Le Parlement du Pakistan a élu mardi premier ministre l'ex-ministre et homme d'affaires Shahid Khaqan Abbasi en remplacement de Nawaz Sharif, destitué vendredi à la suite d'une affaire de corruption.

L'issue du vote ne faisait guère de doute, M. Abbasi ayant reçu le soutien de M. Sharif lui-même et de son parti, le PML-N, majoritaire au Parlement. M. Abbasi a prêté serment dans la soirée devant le président pakistanais Mamnoon Hussain.

Le nouveau chef du gouvernement est un proche de M. Sharif. Lui rendant hommage devant les députés, il a affirmé que «pas un centime» de corruption n'avait été prouvé à son encontre, en dépit de l'arrêt de la Cour suprême qui a brusquement mis fin à son troisième mandat à la tête du pays vendredi.

«Si Dieu le veut, un jour, le vrai premier ministre de ce pays reviendra et s'assiéra dans ce fauteuil», a lancé M. Abbasi, fines lunettes et barbe poivre et sel, en désignant le siège réservé au chef du gouvernement. Dans les galeries de l'assemblée, des partisans du PML-N brandissaient eux aussi des portraits géants de Nawaz Sharif en criant des slogans en sa faveur.

L'opposition, dont le parti de l'ex-champion de cricket Imran Khan, le Pakistan Tehreek-e-Insaf (PTI), s'était pour sa part présentée divisée au scrutin, avec de très minces chances de l'emporter. Leurs bancs sont apparus clairsemés lors du vote et Imran Khan lui-même était absent.

Le passage à la tête du gouvernement pakistanais de M. Abbasi, qui occupait depuis 2013 le poste de ministre du Pétrole dans le gouvernement de M. Sharif, pourrait toutefois être bref, ce dernier ayant déjà fait savoir qu'il entendait confier sa succession politique à son frère cadet Shahbaz Sharif.

Celui-ci, qui occupe actuellement le poste de chef du gouvernement provincial du Pendjab, doit encore se faire élire au Parlement fédéral s'il veut devenir à son tour premier ministre.

Cela pourrait être chose faite d'ici 45 jours s'il présente comme attendu sa candidature dans la circonscription électorale laissée vacante par son frère à la suite de la décision de la Cour suprême.

En attendant cette échéance, M. Abbasi a insisté sur le fait qu'il n'entendait nullement faire de la figuration à son nouveau poste.

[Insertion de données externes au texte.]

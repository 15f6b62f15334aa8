use crate::io::error::{Result, invalid_parameter};
use crate::model::PartData;
use crate::pattern::Pattern;
use crate::resolve::{
    cache::VariantCountCache,
    resolver::resolve,
    selection::{Pick, Selection},
};

/// One enumerated variant of a pattern
#[derive(Clone, Debug, PartialEq)]
pub struct Variant {
    /// Position in the enumeration
    pub index: u64,
    /// Selection that produces `part`
    pub selection: Selection,
    /// The resolved tree
    pub part: PartData,
}

/// Lazy enumeration of every variant of a pattern
///
/// Variant `i` is the selection whose mixed-radix digits spell `i`: the
/// first choice point is the least significant digit, and within a choice
/// point the options are laid out one after another, each spanning as many
/// values as its sub-patterns have variants together. Every index below
/// [`Variants::total`] maps to a distinct selection, so the sequence has no
/// duplicates and no gaps. Nothing is resolved until it is requested.
pub struct Variants<'a> {
    pattern: &'a Pattern,
    cache: VariantCountCache,
    total: u64,
    next: u64,
}

impl<'a> Variants<'a> {
    /// Prepare the enumeration of `pattern`
    ///
    /// # Errors
    ///
    /// Returns `VariantCountOverflow` if the number of variants exceeds `u64::MAX`
    pub fn new(pattern: &'a Pattern) -> Result<Self> {
        let mut cache = VariantCountCache::new();
        let total = cache.count(pattern)?;

        log::debug!(
            total = total,
            choices = pattern.choices().len();
            "Prepared variant enumeration"
        );

        Ok(Self {
            pattern,
            cache,
            total,
            next: 0,
        })
    }

    /// Number of variants in the full sequence
    pub const fn total(&self) -> u64 {
        self.total
    }

    /// Index of the variant the iterator yields next
    pub const fn position(&self) -> u64 {
        self.next
    }

    /// Variants not yet yielded
    pub const fn remaining(&self) -> u64 {
        self.total.saturating_sub(self.next)
    }

    /// Rewind to the first variant
    pub const fn restart(&mut self) {
        self.next = 0;
    }

    /// Selection for variant `index`
    ///
    /// # Errors
    ///
    /// Returns an error if `index` is not below [`Variants::total`]
    pub fn selection_at(&mut self, index: u64) -> Result<Selection> {
        if index >= self.total {
            return Err(invalid_parameter(
                "index",
                &index,
                &format!("enumeration has {} variant(s)", self.total),
            ));
        }
        self.decode(self.pattern, index)
    }

    /// Resolve variant `index`
    ///
    /// # Errors
    ///
    /// Returns an error if `index` is not below [`Variants::total`]
    pub fn get(&mut self, index: u64) -> Result<Variant> {
        let selection = self.selection_at(index)?;
        let part = resolve(self.pattern, &selection)?;
        Ok(Variant {
            index,
            selection,
            part,
        })
    }

    fn decode(&mut self, pattern: &Pattern, mut index: u64) -> Result<Selection> {
        let mut picks = Vec::with_capacity(pattern.choices().len());

        for (choice_index, choice) in pattern.choices().iter().enumerate() {
            let radix = self.cache.choice_count(choice, choice_index)?;
            let mut digit = index
                .checked_rem(radix)
                .ok_or_else(|| invalid_parameter("choice", &choice_index, &"has no options"))?;
            index /= radix;

            let mut chosen = None;
            for (option_index, option) in choice.options().iter().enumerate() {
                let span = self.cache.option_count(option, choice_index)?;
                if digit < span {
                    chosen = Some((option_index, option));
                    break;
                }
                digit -= span;
            }
            let (option_index, option) = chosen
                .ok_or_else(|| invalid_parameter("choice", &choice_index, &"has no options"))?;

            let mut remainder = digit;
            let mut nested = Vec::with_capacity(option.len());
            for placement in option.placements() {
                let sub_total = self.cache.count(&placement.pattern)?;
                let sub_index = remainder.checked_rem(sub_total).ok_or_else(|| {
                    invalid_parameter("choice", &choice_index, &"places a pattern with no variants")
                })?;
                remainder /= sub_total;
                nested.push(self.decode(&placement.pattern, sub_index)?);
            }

            picks.push(Pick {
                option: option_index,
                nested,
            });
        }

        Ok(Selection { picks })
    }
}

impl Iterator for Variants<'_> {
    type Item = Result<Variant>;

    fn next(&mut self) -> Option<Self::Item> {
        if self.next >= self.total {
            return None;
        }
        let index = self.next;
        self.next += 1;
        Some(self.get(index))
    }

    fn size_hint(&self) -> (usize, Option<usize>) {
        let remaining = usize::try_from(self.remaining()).ok();
        (remaining.unwrap_or(usize::MAX), remaining)
    }

    fn nth(&mut self, n: usize) -> Option<Self::Item> {
        self.next = self.next.saturating_add(n as u64).min(self.total);
        self.next()
    }
}

/// Enumerate every variant of `pattern`
///
/// # Errors
///
/// Returns `VariantCountOverflow` if the number of variants exceeds `u64::MAX`
pub fn variants(pattern: &Pattern) -> Result<Variants<'_>> {
    Variants::new(pattern)
}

«Que ce soit 45 jours ou 45 heures, je suis le premier ministre du Pakistan et je suis ici pour travailler, pas pour garder la place au chaud», a-t-il lancé.

«Route chaotique»

La Cour suprême avait rendu vendredi un arrêt controversé «disqualifiant» M. Sharif de son poste de député, le jugeant coupable de n'avoir pas déclaré un salaire de 10 000 dirhams (3400 $ CAN) attribué par une entreprise détenue par l'un de ses fils aux Emirats arabes unis.

Bien que M. Sharif n'ait pas perçu le salaire en question, les cinq juges de la Cour suprême ont estimé que le premier ministre ne s'était pas comporté en «membre honnête du Parlement», comme le requiert la Constitution, d'où leur verdict.

Ce jugement a divisé au Pakistan. Pour nombre d'observateurs, le motif avancé par la Cour relève de la «technicité» et prouve le caractère «politique» du verdict, voire relève du «coup d'État judiciaire».

Pour l'analyste politique Imtiaz Gul, du Centre for Research and Security Studies, il s'agit au contraire «d'un grand moment pour la transition du Pakistan vers une vraie démocratie fonctionnelle. Je pense que c'est très bien pour le processus de responsabilité et l'État de droit. Espérons que la disqualification de Nawaz servira de catalyseur», a-t-il dit.

C'est la troisième fois que Nawaz Sharif est empêché de terminer un mandat, la première fois - déjà - à la suite d'un scandale de corruption, la deuxième en raison d'un coup d'État.

Imran Khan, le charismatique leader de l'opposition, qui a fait de la lutte contre la corruption son cheval de bataille, espère pour sa part surfer sur le scandale pour rallier des suffrages en vue des prochaines élections législatives, prévues en juin 2018. Il est cependant lui-même soupçonné de corruption.